È apparso quindi opportuno approfondire, da un lato, il funzionamento dell’istituto dell’interpello, in particolare di quello probatorio, nonché, dall’altro lato, delle cd. condizioni oggettive che devono essere rappresentate all’Amministrazione finanziaria interpellata al fine di ottenere un parere positivo circa la disapplicazione della normativa in esame.
Infine, altrettanta importanza è stata attribuita alla prova contraria che il contribuente può fornire al di fuori dell’interpello: infatti, indipendentemente da tale “filtro amministrativo” esso, una volta giunto in giudizio a seguito di una contestazione, ha la possibilità di rappresentare qualsiasi circostanza al fine di dimostrare la propria natura di soggetto non di comodo.

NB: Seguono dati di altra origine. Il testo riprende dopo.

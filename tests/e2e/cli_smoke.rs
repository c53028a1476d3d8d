//! End-to-end smoke tests: the `notifyhub` binary starts, parses its
//! top-level commands, and reports build info.

use std::process::Command;

fn run_cli(args: &[&str]) -> std::io::Result<std::process::Output> {
    let mut command = Command::new(env!("CARGO_BIN_EXE_notifyhub"));
    command.args(args);
    for (key, _) in std::env::vars() {
        if key.starts_with("NOTIFYHUB_") {
            command.env_remove(key);
        }
    }
    command.output()
}

#[test]
fn version_flag_exits_zero() -> std::io::Result<()> {
    let output = run_cli(&["--version"])?;
    assert!(output.status.success());
    assert!(String::from_utf8_lossy(&output.stdout).starts_with("notifyhub"));
    Ok(())
}

#[test]
fn info_reports_build_metadata() -> std::io::Result<()> {
    let output = run_cli(&["--output", "json", "info"])?;
    assert!(output.status.success());

    let value: serde_json::Value = serde_json::from_slice(&output.stdout).expect("valid json");
    assert_eq!(value["status"], "ok");
    assert!(value["build"]["facadeVersion"].is_string());
    Ok(())
}

#[test]
fn missing_subcommand_exits_nonzero() -> std::io::Result<()> {
    let output = run_cli(&[])?;
    assert!(!output.status.success());
    Ok(())
}
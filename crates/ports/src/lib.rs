//! # notifyhub-ports
//!
//! Port traits for the NotifyHub hexagonal architecture: the interfaces
//! between the domain/app layers and infrastructure. This crate depends
//! only on `domain` and `shared`; it has no knowledge of any concrete
//! platform, transport, or persistence technology.

use std::future::Future;
use std::pin::Pin;

/// Boxed future used by port traits.
///
/// We deliberately use boxed futures for boundary traits (I/O-bound work),
/// rather than `async fn` in traits or the `async-trait` crate, so that
/// `Arc<dyn PlatformAdapter>` and friends stay trait objects.
pub type BoxFuture<'a, T> = Pin<Box<dyn Future<Output = T> + Send + 'a>>;

/// Returns the ports crate version.
#[must_use]
pub const fn ports_crate_version() -> &'static str {
    env!("CARGO_PKG_VERSION")
}

pub mod adapter;
pub mod logger;
pub mod queue_backend;
pub mod rate_limiter;
pub mod template;

pub use adapter::*;
pub use logger::*;
pub use queue_backend::*;
pub use rate_limiter::*;
pub use template::*;
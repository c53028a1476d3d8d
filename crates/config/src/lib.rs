//! # notifyhub-config
//!
//! Configuration schema, validation, and normalization logic for notifyhub.
//! This crate depends on `domain` and `shared` only — never on `app` or
//! `infra`, which translate a validated config into the runtime types those
//! crates own.

#![deny(clippy::unwrap_used)]
#![deny(clippy::expect_used)]

/// Environment variable parsing and merging.
pub mod env;
/// Config loading helpers (file + env + explicit overrides).
pub mod load;
/// Configuration schema types and helpers.
pub mod schema;
/// JSON Schema export for the config.
pub mod schema_export;

pub use env::{EnvMap, NotifyHubEnv};
pub use load::{ConfigFormatHint, NotifyHubConfigOverrides, load_notifyhub_config_from_path, load_notifyhub_config_from_sources, to_pretty_json, to_pretty_toml};
pub use schema::{
    AsyncOptionDefaults, CURRENT_CONFIG_VERSION, CallbackExecutorConfig, CallbackRetryConfig, ConfigPriority, ConfigSchemaError,
    HandleRegistryConfig, LoadBalancerKind, NotifyHubConfig, QueueConfig, ValidatedNotifyHubConfig, WorkerPoolConfig, parse_notifyhub_config_json,
    parse_notifyhub_config_toml,
};
pub use schema_export::notifyhub_config_schema;

/// Returns the config crate version.
#[must_use]
pub const fn config_crate_version() -> &'static str {
    env!("CARGO_PKG_VERSION")
}

#[cfg(test)]
mod tests {
    use super::*;
    use notifyhub_domain::domain_crate_version;
    use notifyhub_shared::shared_crate_version;

    fn workspace_deps() -> Vec<String> {
        let cargo_toml = include_str!(concat!(env!("CARGO_MANIFEST_DIR"), "/Cargo.toml"));
        let mut deps = Vec::new();
        let mut in_deps = false;
        let mut in_dev_deps = false;

        for raw_line in cargo_toml.lines() {
            let line = raw_line.split('#').next().unwrap_or("").trim();
            if line.is_empty() {
                continue;
            }
            if line.starts_with('[') {
                in_deps = line == "[dependencies]";
                in_dev_deps = line == "[dev-dependencies]";
                continue;
            }
            if !(in_deps || in_dev_deps) {
                continue;
            }
            if line.starts_with("notifyhub-") {
                let key = line.split('=').next().unwrap_or("").trim();
                let name = key.split('.').next().unwrap_or("").trim();
                deps.push(name.to_string());
            }
        }

        deps
    }

    #[test]
    fn config_does_not_depend_on_app_or_infra() {
        let deps = workspace_deps();
        let forbidden = ["notifyhub-app", "notifyhub-infra"];

        for dep in &deps {
            assert!(!forbidden.contains(&dep.as_str()), "forbidden dependency found: {dep}");
        }
    }

    #[test]
    fn config_crate_compiles() {
        let version = config_crate_version();
        assert!(!version.is_empty());
    }

    #[test]
    fn config_can_use_domain_and_shared() {
        let domain_version = domain_crate_version();
        let shared_version = shared_crate_version();

        assert!(!domain_version.is_empty());
        assert!(!shared_version.is_empty());
    }
}
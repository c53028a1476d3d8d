//! The default [`Logger`] implementation, backed by the `tracing` crate.

use notifyhub_ports::{LogEvent, LogFields, LogLevel, Logger};
use std::collections::BTreeMap;
use tracing::{debug, error, info, warn};

const SECRET_KEY_MARKERS: [&str; 6] = ["token", "secret", "password", "credential", "authorization", "apikey"];

fn is_secret_key(key: &str) -> bool {
    let lower = key.to_ascii_lowercase();
    SECRET_KEY_MARKERS.iter().any(|marker| lower.contains(marker))
}

fn redact(fields: Option<LogFields>) -> Option<LogFields> {
    fields.map(|fields| {
        fields
            .into_iter()
            .map(|(key, value)| {
                if is_secret_key(&key) {
                    (key, serde_json::Value::String("<redacted>".to_string()))
                } else {
                    (key, value)
                }
            })
            .collect()
    })
}

/// Emits structured events through `tracing`, redacting fields whose key
/// looks secret-bearing and merging any fields attached by [`Self::child`].
#[derive(Debug, Clone, Default)]
pub struct TracingLogger {
    base_fields: LogFields,
}

impl TracingLogger {
    /// Build a logger with no base fields.
    #[must_use]
    pub fn new() -> Self {
        Self::default()
    }

    fn merged_fields(&self, fields: Option<LogFields>) -> LogFields {
        let mut merged = self.base_fields.clone();
        if let Some(fields) = redact(fields) {
            merged.extend(fields);
        }
        merged
    }
}

impl Logger for TracingLogger {
    fn log(&self, event: LogEvent) {
        let fields = self.merged_fields(event.fields);
        let fields_json = serde_json::to_string(&fields).unwrap_or_default();
        match event.level {
            LogLevel::Debug => debug!(fields = %fields_json, "{}", event.message),
            LogLevel::Info => info!(fields = %fields_json, "{}", event.message),
            LogLevel::Warn => warn!(fields = %fields_json, "{}", event.message),
            LogLevel::Error => error!(fields = %fields_json, "{}", event.message),
        }
    }

    fn child(&self, fields: LogFields) -> Box<dyn Logger> {
        let mut base_fields: BTreeMap<_, _> = self.base_fields.clone();
        base_fields.extend(fields);
        Box::new(Self { base_fields })
    }
}

/// A logger that discards every event. Used where a `Logger` is required but
/// no output is wanted (e.g. library defaults before a caller wires one in).
#[derive(Debug, Clone, Copy, Default)]
pub struct NoopLogger;

impl Logger for NoopLogger {
    fn log(&self, _event: LogEvent) {}

    fn child(&self, _fields: LogFields) -> Box<dyn Logger> {
        Box::new(Self)
    }
}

Più nello specifico, nella eventuale successiva fase processuale, deve essere fornita la prova che la società svolge un’effettiva attività economica e che, pertanto, non abusa della persona giuridica, così come presunto dall’Amministrazione in forza dell’applicazione della disciplina analizzata.
Tuttavia, alla luce di questo quadro generale, è stato altresì sottolineato come talvolta la giurisprudenza sia incorsa nel fraintendimento circa la prova che il contribuente deve fornire, in un primo momento, in sede amministrativa attraverso l’interpello e, in seguito, in giudizio, al fine di non applicare la normativa in argomento.